- Instructions for the task
Scan the data below and copy each line where "amount" occurs.

- Supplied records
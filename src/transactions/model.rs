//! The transaction entity and its lifecycle state machine.

use chrono::{DateTime, Utc};
use rust_decimal::Decimal;
use serde::{Deserialize, Serialize};
use uuid::Uuid;

/// Payment channel a transaction was initiated on.
#[derive(Debug, Clone, Copy, PartialEq, Eq, Serialize, Deserialize, sqlx::Type)]
#[serde(rename_all = "SCREAMING_SNAKE_CASE")]
#[sqlx(type_name = "payment_method", rename_all = "SCREAMING_SNAKE_CASE")]
pub enum PaymentMethod {
    /// Out-of-band approval prompt pushed to the customer's phone.
    PushConfirmation,
    /// Hosted checkout page; the customer returns carrying a reference.
    RedirectCheckout,
}

impl PaymentMethod {
    pub fn as_str(&self) -> &'static str {
        match self {
            PaymentMethod::PushConfirmation => "PUSH_CONFIRMATION",
            PaymentMethod::RedirectCheckout => "REDIRECT_CHECKOUT",
        }
    }
}

impl std::fmt::Display for PaymentMethod {
    fn fmt(&self, f: &mut std::fmt::Formatter<'_>) -> std::fmt::Result {
        f.write_str(self.as_str())
    }
}

/// Lifecycle status. Pending and Processing are pollable; Completed, Failed
/// and Cancelled are terminal and absorbing.
#[derive(Debug, Clone, Copy, PartialEq, Eq, Serialize, Deserialize, sqlx::Type)]
#[serde(rename_all = "SCREAMING_SNAKE_CASE")]
#[sqlx(type_name = "transaction_status", rename_all = "SCREAMING_SNAKE_CASE")]
pub enum TransactionStatus {
    Pending,
    Processing,
    Completed,
    Failed,
    Cancelled,
}

impl TransactionStatus {
    pub fn is_terminal(&self) -> bool {
        matches!(
            self,
            TransactionStatus::Completed
                | TransactionStatus::Failed
                | TransactionStatus::Cancelled
        )
    }

    /// Whether `next` is a legal transition from this state. Processing is
    /// optional on the path: Pending may jump straight to any terminal state.
    pub fn can_transition_to(&self, next: TransactionStatus) -> bool {
        match self {
            TransactionStatus::Pending => matches!(
                next,
                TransactionStatus::Processing
                    | TransactionStatus::Completed
                    | TransactionStatus::Failed
                    | TransactionStatus::Cancelled
            ),
            TransactionStatus::Processing => matches!(
                next,
                TransactionStatus::Completed
                    | TransactionStatus::Failed
                    | TransactionStatus::Cancelled
            ),
            // Absorbing.
            TransactionStatus::Completed
            | TransactionStatus::Failed
            | TransactionStatus::Cancelled => false,
        }
    }

    pub fn as_str(&self) -> &'static str {
        match self {
            TransactionStatus::Pending => "PENDING",
            TransactionStatus::Processing => "PROCESSING",
            TransactionStatus::Completed => "COMPLETED",
            TransactionStatus::Failed => "FAILED",
            TransactionStatus::Cancelled => "CANCELLED",
        }
    }
}

impl std::fmt::Display for TransactionStatus {
    fn fmt(&self, f: &mut std::fmt::Formatter<'_>) -> std::fmt::Result {
        f.write_str(self.as_str())
    }
}

/// A payment collection request tracked from initiation to a terminal state.
///
/// Created once by the orchestrator, mutated exclusively through the store's
/// compare-and-set primitive, never deleted.
#[derive(Debug, Clone, Serialize, sqlx::FromRow)]
pub struct Transaction {
    pub id: Uuid,
    pub amount: Decimal,
    pub method: PaymentMethod,
    /// Phone number for push, email for redirect. Validated at creation.
    pub customer_identifier: String,
    /// Provider-assigned correlation id; set once the initiation call
    /// succeeds, unique across all transactions, immutable afterwards.
    pub external_reference: Option<String>,
    pub status: TransactionStatus,
    pub initiated_by: String,
    pub created_at: DateTime<Utc>,
    pub updated_at: DateTime<Utc>,
    /// Reconciliation attempts made so far. Only moves for pollable rows.
    pub poll_attempts: i32,
}

impl Transaction {
    pub fn new(
        id: Uuid,
        amount: Decimal,
        method: PaymentMethod,
        customer_identifier: impl Into<String>,
        external_reference: Option<String>,
        initiated_by: impl Into<String>,
    ) -> Self {
        let now = Utc::now();
        Self {
            id,
            amount,
            method,
            customer_identifier: customer_identifier.into(),
            external_reference,
            status: TransactionStatus::Pending,
            initiated_by: initiated_by.into(),
            created_at: now,
            updated_at: now,
            poll_attempts: 0,
        }
    }
}

#[cfg(test)]
mod tests {
    use super::*;

    #[test]
    fn terminal_states_are_absorbing() {
        for terminal in [
            TransactionStatus::Completed,
            TransactionStatus::Failed,
            TransactionStatus::Cancelled,
        ] {
            assert!(terminal.is_terminal());
            for next in [
                TransactionStatus::Pending,
                TransactionStatus::Processing,
                TransactionStatus::Completed,
                TransactionStatus::Failed,
                TransactionStatus::Cancelled,
            ] {
                assert!(!terminal.can_transition_to(next));
            }
        }
    }

    #[test]
    fn pending_may_skip_processing() {
        assert!(TransactionStatus::Pending.can_transition_to(TransactionStatus::Completed));
        assert!(TransactionStatus::Pending.can_transition_to(TransactionStatus::Failed));
        assert!(TransactionStatus::Pending.can_transition_to(TransactionStatus::Cancelled));
        assert!(TransactionStatus::Pending.can_transition_to(TransactionStatus::Processing));
    }

    #[test]
    fn processing_cannot_regress() {
        assert!(!TransactionStatus::Processing.can_transition_to(TransactionStatus::Pending));
        assert!(TransactionStatus::Processing.can_transition_to(TransactionStatus::Completed));
    }

    #[test]
    fn new_transaction_starts_pending() {
        let tx = Transaction::new(
            Uuid::new_v4(),
            rust_decimal::Decimal::new(500, 0),
            PaymentMethod::PushConfirmation,
            "0712345678",
            Some("ws_CO_123".to_string()),
            "clerk",
        );
        assert_eq!(tx.status, TransactionStatus::Pending);
        assert_eq!(tx.poll_attempts, 0);
        assert_eq!(tx.created_at, tx.updated_at);
    }
}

- Written response
    pub amount: Decimal,
        amount: Decimal,
            amount,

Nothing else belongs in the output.